A Deeper Look at Gap Health Insurance
Gap medical insurance helps cover the out-of-pocket costs of medical care. It is most often picked up alongside a high-deductible health plan (HDHP), which is a (usually employer-provided) insurance policy that offers lower monthly or yearly payments (premiums) in exchange for a higher deductible and point-of-service costs when seeking care.
What qualifies as a high deductible health plan? The IRS identifies an HDHP (as of 2023) as any plan with a minimum annual deductible of $1,500 for individuals and $3,000 for families, and a maximum of $7,500 for individuals and $15,000 for family coverage.
What Is Covered by Gap Health Insurance?
Gap coverage offers limited benefits, covering some or all of the costs of copays, coinsurance, tests, and hospital stays, usually until your primary insurance’s deductible is reached.
For a real-world example, you might utilize your gap health insurance to cover the copay or coinsurance charge (an out-of-pocket fee paid at point-of-service) after a visit to urgent care. Depending on the plan, it may additionally cover the cost of any medication you may’ve been prescribed during the visit, though you’ll want to review your plan benefits to be sure. |
Gap health insurance is not regulated by the Affordable Care Act (ACA), and so cost and coverage can be affected by factors like age and health status. It may or may not require that you have primary health insurance already and may have other unique limits, stipulations for reimbursement, and eligibility requirements that can all affect both your monthly fees and what the plan will cover.
Each gap insurance plan is different, so it is vital to thoroughly review a plan before buying it to ensure it will suit your needs.
What Gap Health Coverage Isn’t…
Gap coverage is neither a replacement for a more comprehensive standard health insurance plan nor is it the same as short-term coverage, which can cover a health insurance gap between jobs.
If you are in the market for insurance that will cover you between jobs or before you become eligible at your new employer, health insurance gap coverage like short-term insurance may be right for you, but its availability varies by state. Check out the insurance guide at HealthInsurance.org for details specific to your place of residence.

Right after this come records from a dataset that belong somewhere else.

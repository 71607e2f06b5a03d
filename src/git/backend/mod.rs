// git-town-rs: Git Town Branching Workflow Tool - Rust Port
//
// SPDX-FileCopyrightText: 2026 Romeo Ahmed
// SPDX-License-Identifier: GPL-3.0-or-later

//! Git backend implementations.
//!
//! ```text
//! GitQuery (read)     --> GixBackend (pure Rust gix)
//! GitMutation (write) --> ShellBackend (git CLI)
//! Backend             --> facade over both, owns the repo root
//! ```
//!
//! Mutations go through shell git for full CLI compatibility (merge
//! conflict markers, rebase state, hooks). Cheap reads use gix to avoid
//! subprocess overhead; plumbing reads that gix does not cover cleanly
//! (rev-list counts, porcelain status) shell out as well.

use std::path::{Path, PathBuf};
use std::process::Command;

use crate::error::{GitError, GixError, TownResult};
use crate::git::{BranchName, Sha};

// --- Query Trait (Read-only operations) ---

/// Read-only git query operations.
pub trait GitQuery {
    /// Check if path is inside a git work tree.
    fn is_git_repo(path: &Path) -> bool;

    /// Get current branch name (None if HEAD is detached).
    ///
    /// # Errors
    ///
    /// Returns a `GitError` if repository discovery or head resolution fails.
    fn current_branch(path: &Path) -> TownResult<Option<String>>;

    /// Resolve a revision to its commit id (None if it does not exist).
    ///
    /// # Errors
    ///
    /// Returns a `GitError` if repository discovery fails.
    fn resolve_sha(path: &Path, reference: &str) -> TownResult<Option<Sha>>;

    /// Check whether the given fully-qualified ref exists.
    ///
    /// # Errors
    ///
    /// Returns a `GitError` if repository discovery or ref lookup fails.
    fn has_ref(path: &Path, full_ref: &str) -> TownResult<bool>;

    /// List local branch names.
    ///
    /// # Errors
    ///
    /// Returns a `GitError` if repository discovery or ref iteration fails.
    fn local_branches(path: &Path) -> TownResult<Vec<String>>;
}

// --- GixBackend Implementation (Pure Rust) ---

/// Pure Rust git backend using gix.
///
/// Provides read-only operations without spawning subprocesses.
pub struct GixBackend;

impl GitQuery for GixBackend {
    fn is_git_repo(path: &Path) -> bool {
        gix::discover(path).is_ok()
    }

    fn current_branch(path: &Path) -> TownResult<Option<String>> {
        let repo =
            gix::discover(path).map_err(|e| GitError::Gix(GixError::Discover(Box::new(e))))?;
        let head = repo
            .head_name()
            .map_err(|e| GitError::Gix(GixError::Head(e)))?;
        Ok(head.map(|name| name.shorten().to_string()))
    }

    fn resolve_sha(path: &Path, reference: &str) -> TownResult<Option<Sha>> {
        let repo =
            gix::discover(path).map_err(|e| GitError::Gix(GixError::Discover(Box::new(e))))?;
        match repo.rev_parse_single(reference) {
            Ok(id) => Ok(Some(Sha::new(id.detach().to_string()))),
            Err(_) => Ok(None),
        }
    }

    fn has_ref(path: &Path, full_ref: &str) -> TownResult<bool> {
        let repo =
            gix::discover(path).map_err(|e| GitError::Gix(GixError::Discover(Box::new(e))))?;
        match repo.find_reference(full_ref) {
            Ok(_) => Ok(true),
            Err(gix::reference::find::existing::Error::NotFound { name: _ }) => Ok(false),
            Err(e) => Err(GitError::Gix(GixError::Head(e)).into()),
        }
    }

    fn local_branches(path: &Path) -> TownResult<Vec<String>> {
        let repo =
            gix::discover(path).map_err(|e| GitError::Gix(GixError::Discover(Box::new(e))))?;
        let platform = repo
            .references()
            .map_err(|e| GitError::Gix(GixError::RefIter(e.to_string())))?;
        let iter = platform
            .local_branches()
            .map_err(|e| GitError::Gix(GixError::RefIter(e.to_string())))?;
        let mut names = Vec::new();
        for reference in iter {
            let reference =
                reference.map_err(|e| GitError::Gix(GixError::RefIter(e.to_string())))?;
            names.push(reference.name().shorten().to_string());
        }
        names.sort_unstable();
        Ok(names)
    }
}

// --- ShellBackend Implementation (Git CLI) ---

/// Shell-based git backend using the git CLI.
///
/// Required for everything that mutates the repository, and for plumbing
/// queries where the porcelain output is the contract.
pub struct ShellBackend;

impl ShellBackend {
    /// Execute a git command. Sets `GIT_TERMINAL_PROMPT=0` so nothing ever
    /// waits for credentials, and a no-op `GIT_EDITOR` so conclude-style
    /// operations (`rebase --continue`) never open an editor.
    pub(crate) fn git_command(args: &[&str], cwd: &Path) -> TownResult<String> {
        let output = Command::new("git")
            .args(args)
            .current_dir(cwd)
            .env("GIT_TERMINAL_PROMPT", "0")
            .env("GCM_INTERACTIVE", "never")
            .env("GIT_EDITOR", "true")
            .output()
            .map_err(|e| std::io::Error::new(e.kind(), format!("failed to execute git: {e}")))?;

        if !output.status.success() {
            return Err(GitError::CommandFailed {
                command: format!("git {}", args.join(" ")),
                stderr: String::from_utf8_lossy(&output.stderr).trim().to_string(),
                exit_code: output.status.code().unwrap_or(-1),
            }
            .into());
        }
        Ok(String::from_utf8_lossy(&output.stdout).trim().to_string())
    }

    /// Execute a git command where a non-zero exit is a valid "no" answer.
    fn git_probe(args: &[&str], cwd: &Path) -> Option<String> {
        Self::git_command(args, cwd).ok()
    }
}

// --- Backend facade ---

/// Typed facade over one local repository.
///
/// Owns the repository root; all step and validation code goes through this
/// type. Pure collaborator: no workflow logic lives here.
pub struct Backend {
    root: PathBuf,
}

Who Might Benefit from a Gap Health Insurance Plan?
Unsure whether gap insurance might benefit you? Here are some instances where it might:
If you have a high-deductible health plan (HDHP) through your employer and expect to reach your deductible within the year.
For example, if you, as an individual, have a $3,000 dollar deductible, and anticipate seeking medical care frequently enough that you will reach that amount in out-of-pocket costs, a gap health insurance plan may actually mitigate your overall cost.
If you anticipate frequent medical visits – for example, if your kids are prone to bringing home bugs from school, necessitating urgent care trips.
If you anticipate having a high-cost medical procedure within the year, a gap coverage policy may mitigate the cost in the lead-up. Be sure to review the plan policy, though, before buying in.
If you do not have an HSA or if your HSA balance is low. Health Savings Accounts (HSAs) are generally seen as an alternative to gap health insurance, meant to cover the high costs of medical care on your way to meeting your deductible. So, if you don’t have an HSA or if your HSA is empty and you still need care before meeting your deductible, a gap plan may work for you.
When Is Gap Health Insurance Not Worth It?
Though potentially useful for the right person, gap coverage is not for everyone. Let’s take a look at who might not benefit from gap health insurance coverage…
Those who have well-funded HSAs – as mentioned, an HSA and gap health insurance serve roughly the same purpose.
Those seeking mental health care. Gap insurance policies typically do not cover mental health and wellness services.
Those with pre-existing conditions. Since gap coverage isn’t ACA-regulated, insurance companies can raise prices if you have a pre-existing condition.
Those who are in generally good health and don’t often need to see a doctor.